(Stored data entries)
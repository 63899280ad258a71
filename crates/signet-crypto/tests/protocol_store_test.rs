//! Store-level integration tests.
//!
//! These exercise the store through its public surface only, against the
//! in-memory gateway and directory:
//! - hydration and cache identity
//! - legacy session migration
//! - trust-on-first-use and key-change handling
//! - prekey single use
//! - per-address serialization
//! - device linking into a fresh store

use std::sync::{Arc, Mutex};
use std::time::Duration;

use base64::{engine::general_purpose::STANDARD, Engine as _};
use libsignal_protocol::IdentityKey;
use serde_json::json;
use signet_crypto::gateway::SessionRow;
use signet_crypto::memory::{MemoryDirectory, MemoryGateway};
use signet_crypto::prekey::generate_prekeys;
use signet_crypto::session::record::MIGRATED_SESSION_VERSION;
use signet_crypto::session::{encode_record, record_from_states, record_structure, SESSION_VERSION};
use signet_crypto::{
    generate_identity_key_pair, Direction, PersistenceGateway, PeerDirectory, ProtocolStore,
    ProvisionMessage, ProvisioningCipher, SessionRecord, SessionStructure, StoreConfig,
    StoreError, StoreEvent, VerifiedStatus,
};

struct Fixture {
    store: Arc<ProtocolStore>,
    gateway: Arc<MemoryGateway>,
    directory: Arc<MemoryDirectory>,
}

// Logs show up with RUST_LOG=signet_crypto=debug and --nocapture.
fn init_tracing() {
    let _ = tracing_subscriber::fmt()
        .with_env_filter(
            tracing_subscriber::EnvFilter::try_from_default_env()
                .unwrap_or_else(|_| "signet_crypto=warn".into()),
        )
        .with_test_writer()
        .try_init();
}

fn fixture_with(config: StoreConfig) -> Fixture {
    init_tracing();
    let gateway = Arc::new(MemoryGateway::new());
    let directory = Arc::new(MemoryDirectory::new());
    directory.insert("alice", "peer-a");
    directory.insert("+15550002222", "peer-a");
    directory.insert("bob", "peer-b");
    let store = Arc::new(ProtocolStore::new(
        Arc::clone(&gateway) as Arc<dyn PersistenceGateway>,
        Arc::clone(&directory) as Arc<dyn PeerDirectory>,
        config,
    ));
    Fixture {
        store,
        gateway,
        directory,
    }
}

async fn hydrated() -> Fixture {
    let fixture = fixture_with(StoreConfig::default());
    fixture.store.hydrate_caches().await.expect("hydrate failed");
    fixture
}

fn state(tag: u8) -> SessionStructure {
    SessionStructure {
        session_version: MIGRATED_SESSION_VERSION,
        local_identity_public: vec![5; 33],
        remote_identity_public: vec![tag; 33],
        root_key: vec![tag; 32],
        remote_registration_id: 1,
        local_registration_id: 2,
        alice_base_key: vec![tag; 33],
        ..Default::default()
    }
}

fn open_record(tag: u8) -> SessionRecord {
    record_from_states(Some(state(tag)), &[]).expect("record from state")
}

fn current_state(record: &SessionRecord) -> Option<SessionStructure> {
    record_structure(record).unwrap().current_session
}

fn previous_states(record: &SessionRecord) -> Vec<SessionStructure> {
    record_structure(record).unwrap().previous_states().unwrap()
}

fn fresh_key() -> IdentityKey {
    *generate_identity_key_pair().identity_key()
}

fn b64(fill: u8, len: usize) -> String {
    STANDARD.encode(vec![fill; len])
}

fn legacy_json(sessions: &[(u8, i64)]) -> String {
    let mut map = serde_json::Map::new();
    for &(tag, closed) in sessions {
        map.insert(
            b64(tag, 33),
            json!({
                "registrationId": 1000 + tag as u32,
                "currentRatchet": {
                    "rootKey": b64(tag, 32),
                    "previousCounter": 0,
                    "ephemeralKeyPair": { "pubKey": b64(tag, 33), "privKey": b64(tag, 32) }
                },
                "indexInfo": {
                    "remoteIdentityKey": b64(9, 33),
                    "closed": closed,
                    "baseKey": b64(tag, 33)
                }
            }),
        );
    }
    json!({ "sessions": map }).to_string()
}

// ── Hydration ──────────────────────────────────────────────────────────

#[tokio::test]
async fn test_pre_hydration_use_names_the_cache() {
    let fixture = fixture_with(StoreConfig::default());
    let err = fixture.store.load_session("alice:1").unwrap_err();
    assert!(matches!(err, StoreError::NotInitialized(_)), "{err}");
    assert!(fixture.store.get_verified("alice").is_err());
}

#[tokio::test]
async fn test_loading_a_current_session_twice_returns_the_same_object() {
    let fixture = fixture_with(StoreConfig::default());
    fixture.gateway.put_session(SessionRow {
        id: "peer-a.1".into(),
        version: Some(SESSION_VERSION),
        conversation_id: "peer-a".into(),
        device_id: 1,
        record: encode_record(&open_record(1)).unwrap(),
    });
    fixture.store.hydrate_caches().await.unwrap();

    let first = fixture.store.load_session("alice:1").unwrap().unwrap();
    let second = fixture.store.load_session("alice:1").unwrap().unwrap();
    assert!(Arc::ptr_eq(&first, &second));

    // Another identifier for the same peer reaches the same cache entry.
    let third = fixture.store.load_session("+15550002222:1").unwrap().unwrap();
    assert!(Arc::ptr_eq(&first, &third));
}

### Problem to solve
Set every line down again exactly. Begin with the first line of the entries and finish with the line containing "use signet_crypto::session::record::MIGRATED_SESSION_VERSION;".

### Your solution
repository 63899280ad258a71
filename crates/signet-crypto/tests/protocol_store_test.rs
//! Store-level integration tests.
//!
//! These exercise the store through its public surface only, against the
//! in-memory gateway and directory:
//! - hydration and cache identity
//! - legacy session migration
//! - trust-on-first-use and key-change handling
//! - prekey single use
//! - per-address serialization
//! - device linking into a fresh store

use std::sync::{Arc, Mutex};
use std::time::Duration;

use base64::{engine::general_purpose::STANDARD, Engine as _};
use libsignal_protocol::IdentityKey;
use serde_json::json;
use signet_crypto::gateway::SessionRow;
use signet_crypto::memory::{MemoryDirectory, MemoryGateway};
use signet_crypto::prekey::generate_prekeys;
use signet_crypto::session::record::MIGRATED_SESSION_VERSION;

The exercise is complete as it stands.